LNG demand grew significantly in Brazil between 2012 and 2015 as a result of increased natural gas use for electric power generation. During those years, low rainfall levels limited the availability of hydroelectric power. Robust economic growth also contributed to industrial demand growth, as well as overall power demand growth. However, the return of normal rainfall levels at the end of 2015 as well as the second consecutive year of economic recession reversed these trends sharply in 2016, cutting deeply into natural gas demand. With gradually increasing production and limited demand growth, LNG imports are likely to remain relatively low. However, LNG imports are expected to rise again beginning in the early 2020s, when the country's first long-term sale and purchase agreement (SPA) to supply the Centrais Elétricas de Sergipe S.A (CELSE) LNG-to-wire project starts.[62]
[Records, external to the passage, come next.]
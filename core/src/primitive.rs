use noise::{NoiseFn, OpenSimplex};

// Seeded 2D coherent noise. Output lies in [-1, +1] and is fully determined
// by the seed the primitive was built with.
pub trait NoisePrimitive: Send + Sync {
    fn evaluate(&self, x: f64, y: f64) -> f64;
}

// OpenSimplex noise from the `noise` crate
pub struct OpenSimplex2D {
    seed: u64,
    simplex: OpenSimplex,
}

impl OpenSimplex2D {
    pub fn new(seed: u64) -> Self {
        Self {
            seed,
            simplex: OpenSimplex::new(fold_seed(seed)),
        }
    }

    pub fn seed(&self) -> u64 {
        self.seed
    }
}

impl NoisePrimitive for OpenSimplex2D {
    #[inline]
    fn evaluate(&self, x: f64, y: f64) -> f64 {
        self.simplex.get([x, y])
    }
}

// OpenSimplex takes a 32-bit seed; mix the high half in so that timestamp
// seeds differing only above bit 32 still produce different streams.
fn fold_seed(seed: u64) -> u32 {
    (seed ^ (seed >> 32)) as u32
}
use std::fmt;

use serde::{Deserialize, Serialize};

use crate::error::SettingsError;
use crate::fractal::NoiseParameters;
use crate::mutator::Mutator;

#[derive(Debug, Clone, Copy, PartialEq, Eq)]
pub enum Axis {
    X,
    Y,
}

impl fmt::Display for Axis {
    fn fmt(&self, f: &mut fmt::Formatter<'_>) -> fmt::Result {
        match self {
            Axis::X => f.write_str("x"),
            Axis::Y => f.write_str("y"),
        }
    }
}

// Partially specified noise parameters; unset keys fall through to the common settings
#[derive(Debug, Clone, Copy, Default, PartialEq, Serialize, Deserialize)]
#[serde(default, deny_unknown_fields)]
pub struct NoiseOverrides {
    pub frequency: Option<f64>,
    pub amplitude: Option<f64>,
    pub octaves: Option<u32>,
}

impl NoiseOverrides {
    // Key-by-key merge, keys set in `overrides` win
    pub fn merge(&self, overrides: &NoiseOverrides) -> NoiseOverrides {
        NoiseOverrides {
            frequency: overrides.frequency.or(self.frequency),
            amplitude: overrides.amplitude.or(self.amplitude),
            octaves: overrides.octaves.or(self.octaves),
        }
    }

    // Every key must be set; frequency and amplitude finite and positive, octaves at least 1
    pub fn resolve(&self, axis: Axis) -> Result<NoiseParameters, SettingsError> {
        let missing = |parameter| SettingsError::MissingParameter { axis, parameter };
        let invalid = |parameter| SettingsError::InvalidParameter { axis, parameter };

        let frequency = self.frequency.ok_or_else(|| missing("frequency"))?;
        let amplitude = self.amplitude.ok_or_else(|| missing("amplitude"))?;
        let octaves = self.octaves.ok_or_else(|| missing("octaves"))?;

        if !(frequency.is_finite() && frequency > 0.0) {
            return Err(invalid("frequency"));
        }
        if !(amplitude.is_finite() && amplitude > 0.0) {
            return Err(invalid("amplitude"));
        }
        if octaves == 0 {
            return Err(invalid("octaves"));
        }

        Ok(NoiseParameters {
            frequency,
            amplitude,
            octaves,
        })
    }
}

// Settings for one axis, or the common settings shared by both
#[derive(Debug, Clone, Default, PartialEq, Serialize, Deserialize)]
#[serde(default, deny_unknown_fields)]
pub struct AxisOverrides {
    pub noise: NoiseOverrides,
    pub mutators: Vec<Mutator>,
}

impl AxisOverrides {
    // Noise keys set on the axis override the common keys one by one.
    // Axis mutators are appended after the common ones, which therefore end
    // up outermost in the composed pipeline.
    pub fn merge(common: &AxisOverrides, axis: &AxisOverrides) -> AxisOverrides {
        AxisOverrides {
            noise: common.noise.merge(&axis.noise),
            mutators: common
                .mutators
                .iter()
                .chain(axis.mutators.iter())
                .copied()
                .collect(),
        }
    }

    pub fn resolve(&self, axis: Axis) -> Result<AxisSettings, SettingsError> {
        Ok(AxisSettings {
            noise: self.noise.resolve(axis)?,
            mutators: self.mutators.clone(),
        })
    }
}

// Fully resolved settings for one axis
#[derive(Debug, Clone, PartialEq, Serialize, Deserialize)]
pub struct AxisSettings {
    pub noise: NoiseParameters,
    pub mutators: Vec<Mutator>,
}

#[derive(Debug, Clone, PartialEq, Serialize, Deserialize)]
pub struct Settings {
    pub x: AxisSettings,
    pub y: AxisSettings,
}

impl Settings {
    pub fn axis(&self, axis: Axis) -> &AxisSettings {
        match axis {
            Axis::X => &self.x,
            Axis::Y => &self.y,
        }
    }
}

// Layout of a settings file: common settings plus per-axis overrides, e.g.
//
//   {
//     "common": { "noise": { "frequency": 0.002, "amplitude": 2 } },
//     "x": { "noise": { "octaves": 3 }, "mutators": ["topographical"] },
//     "y": { "noise": { "octaves": 8 } }
//   }
#[derive(Debug, Clone, Default, PartialEq, Serialize, Deserialize)]
#[serde(default, deny_unknown_fields)]
pub struct SettingsFile {
    pub common: AxisOverrides,
    pub x: AxisOverrides,
    pub y: AxisOverrides,
}

impl SettingsFile {
    pub fn from_json(text: &str) -> Result<Self, SettingsError> {
        Ok(serde_json::from_str(text)?)
    }

    // Merged, still partial, settings for one axis
    pub fn merged(&self, axis: Axis) -> AxisOverrides {
        match axis {
            Axis::X => AxisOverrides::merge(&self.common, &self.x),
            Axis::Y => AxisOverrides::merge(&self.common, &self.y),
        }
    }

    pub fn resolve(&self) -> Result<Settings, SettingsError> {
        Ok(Settings {
            x: self.merged(Axis::X).resolve(Axis::X)?,
            y: self.merged(Axis::Y).resolve(Axis::Y)?,
        })
    }
}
Brazil has three LNG regasification terminals with a combined capacity of 1.4 Bcf/d: the Pecém terminal in the northeast, the Guanabara Bay terminal in the southeast, and the TRB terminal in the state of Bahía.[63] The facilities are floating regasification and storage units (FRSU). In June 2017, the Guanabara Bay FRSU was closed because of weak natural gas demand. The Guanabara Bay infrastructure has not been decommissioned, however an FSRU, either newly-chartered or one relocated from another terminal, would be required for imports to restart.[64]


Electricity


Brazil has the third-largest electricity sector in the Americas behind the United States and Canada.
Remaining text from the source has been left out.